I received my M. A. and Ph.D. in philosophy from the University of Toronto, where I studied under such distinguished Thomistic scholars as Fathers Joseph Owens, Armand Maurer and James Weisheipl, and, as well, Anton C. Pegis, under whose guidance and supervision I began my doctoral dissertation “St. Thomas and Prudence”. After his death, I completed the theses under the supervision of Lawrence Lynch. I had been chosen by Anton Pegis as one of the three inaugural professors of the then newly established Center for Thomistic Studies in Houston, Texas. During my years at the university in Canada, I had the opportunity to study under Allan Bloom and Hans Georg Gadamer, and am well-acquainted with Straussian political thought.

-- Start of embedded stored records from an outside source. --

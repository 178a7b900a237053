//! Magic metadata: versioned, encrypted annotations attached to a file.
//!
//! The private variant is only readable by the owner; the public variant is
//! shared with everyone who can see the file's collection. Both travel as an
//! [`EncryptedMagicMetadata`] envelope and are held locally as a decrypted
//! [`MagicMetadata`].

use crate::timestamp::Timestamp;
use crate::{Error, Result};
use serde::de::DeserializeOwned;
use serde::{Deserialize, Serialize};
use serde_json::{Map, Value};

/// A decrypted magic metadata envelope.
///
/// `version` is bumped by exactly one for every update the server accepts.
/// `count` is the number of keys the caller declares in `data`.
#[derive(Debug, Clone, PartialEq, Serialize, Deserialize)]
pub struct MagicMetadata<T> {
    pub version: u32,
    pub count: u32,
    pub data: T,
}

impl<T> MagicMetadata<T> {
    pub fn new(version: u32, count: u32, data: T) -> Self {
        Self { version, count, data }
    }

    /// Returns the envelope with its version advanced by one, as the server
    /// stores it after accepting this envelope. Fails if the version is
    /// already at its maximum.
    pub fn accepted(self) -> Result<Self> {
        let version = self
            .version
            .checked_add(1)
            .ok_or(Error::VersionOverflow(self.version))?;
        Ok(Self { version, ..self })
    }
}

/// Wire form of a magic metadata envelope: the payload is ciphertext and
/// `header` is the nonce it was sealed with, both base64 encoded.
#[derive(Debug, Clone, PartialEq, Eq, Serialize, Deserialize)]
pub struct EncryptedMagicMetadata {
    pub version: u32,
    pub count: u32,
    pub data: String,
    pub header: String,
}

/// Whether a file is shown in the main view or tucked into the archive.
///
/// Values written by newer clients are kept as [`Visibility::Other`] and
/// written back unchanged.
#[derive(Debug, Clone, Copy, PartialEq, Eq, Hash, Serialize, Deserialize)]
#[serde(from = "u8", into = "u8")]
pub enum Visibility {
    Visible,
    Archived,
    Other(u8),
}

impl From<u8> for Visibility {
    fn from(value: u8) -> Self {
        match value {
            0 => Visibility::Visible,
            1 => Visibility::Archived,
            other => Visibility::Other(other),
        }
    }
}

impl From<Visibility> for u8 {
    fn from(value: Visibility) -> Self {
        match value {
            Visibility::Visible => 0,
            Visibility::Archived => 1,
            Visibility::Other(other) => other,
        }
    }
}

/// Moves `key` out of `map` if its value parses as `T`. A value of another
/// shape stays in `map` so it is written back verbatim.
fn take_typed<T: DeserializeOwned>(map: &mut Map<String, Value>, key: &str) -> Option<T> {
    let parsed = T::deserialize(map.get(key)?).ok()?;
    map.remove(key);
    Some(parsed)
}

fn put_typed<T: Serialize>(map: &mut Map<String, Value>, key: &str, value: Option<T>) {
    if let Some(value) = value.and_then(|v| serde_json::to_value(v).ok()) {
        map.insert(key.to_string(), value);
    }
}

/// Payload of the private magic metadata.
///
/// Keys this client does not know about, and known keys holding a value of
/// an unexpected shape, are kept in `extra` so an update never drops
/// annotations written by another client.
#[derive(Debug, Clone, Default, PartialEq, Serialize, Deserialize)]
#[serde(from = "Map<String, Value>", into = "Map<String, Value>")]
pub struct FileMagicProps {
    pub visibility: Option<Visibility>,
    pub extra: Map<String, Value>,
}

impl FileMagicProps {
    /// Number of keys this payload declares.
    pub fn key_count(&self) -> u32 {
        (usize::from(self.visibility.is_some()) + self.extra.len()) as u32
    }
}

impl From<Map<String, Value>> for FileMagicProps {
    fn from(mut map: Map<String, Value>) -> Self {
        let visibility = take_typed(&mut map, "visibility");
        Self {
            visibility,
            extra: map,
        }
    }
}

impl From<FileMagicProps> for Map<String, Value> {
    fn from(props: FileMagicProps) -> Self {
        let mut map = props.extra;
        put_typed(&mut map, "visibility", props.visibility);
        map
    }
}

/// Payload of the public (collection-shared) magic metadata.
///
/// Lenient in the same way as [`FileMagicProps`].
#[derive(Debug, Clone, Default, PartialEq, Serialize, Deserialize)]
#[serde(from = "Map<String, Value>", into = "Map<String, Value>")]
pub struct FilePublicMagicProps {
    /// Overrides the file's creation time in every view.
    pub edited_time: Option<Timestamp>,
    /// Overrides the file's title in every view.
    pub edited_name: Option<String>,
    pub caption: Option<String>,
    pub extra: Map<String, Value>,
}

impl FilePublicMagicProps {
    /// Number of keys this payload declares.
    pub fn key_count(&self) -> u32 {
        let known = [
            self.edited_time.is_some(),
            self.edited_name.is_some(),
            self.caption.is_some(),
        ];
        (known.iter().filter(|set| **set).count() + self.extra.len()) as u32
    }
}

impl From<Map<String, Value>> for FilePublicMagicProps {
    fn from(mut map: Map<String, Value>) -> Self {
        Self {
            edited_time: take_typed(&mut map, "editedTime"),
            edited_name: take_typed(&mut map, "editedName"),
            caption: take_typed(&mut map, "caption"),
            extra: map,
        }
    }
}

impl From<FilePublicMagicProps> for Map<String, Value> {
    fn from(props: FilePublicMagicProps) -> Self {
        let mut map = props.extra;
        put_typed(&mut map, "editedTime", props.edited_time);
        put_typed(&mut map, "editedName", props.edited_name);
        put_typed(&mut map, "caption", props.caption);
        map
    }
}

Over the course of my academic life, I’ve taught at Loyola University of Chicago and at Thomas Aquinas College in Santa Paula, California. During my 12 years as a tutor at Thomas Aquinas College, I taught courses ranging from Astronomy and Euclidean Geometry to Theology and Logic. I’ve since also taught at Southern Catholic College, Our Lady of Thornwood Seminary and, most recently, for 12 years at the Catholic University of America. I retired from CUA in 2024 and am currently continuing my work on St. Thomas.

FACULTY FELLOW

KIRK KANZELBERGER, PhD

My name is Kirk Kanzelberger and I hold a Ph.D. in Philosophy (Fordham University, New York, 2011).    My undergraduate degree is in Biology (California Institute of Technology, Pasadena, 1984), and I also hold a master’s degree in Philosophical and Systematic Theology (Dominican School of Philosophy and Theology, Berkeley, 1994).  Originally from Wisconsin, I had a somewhat itinerant childhood, living in various places in the US, and in Madrid during the waning years of the Franco regime.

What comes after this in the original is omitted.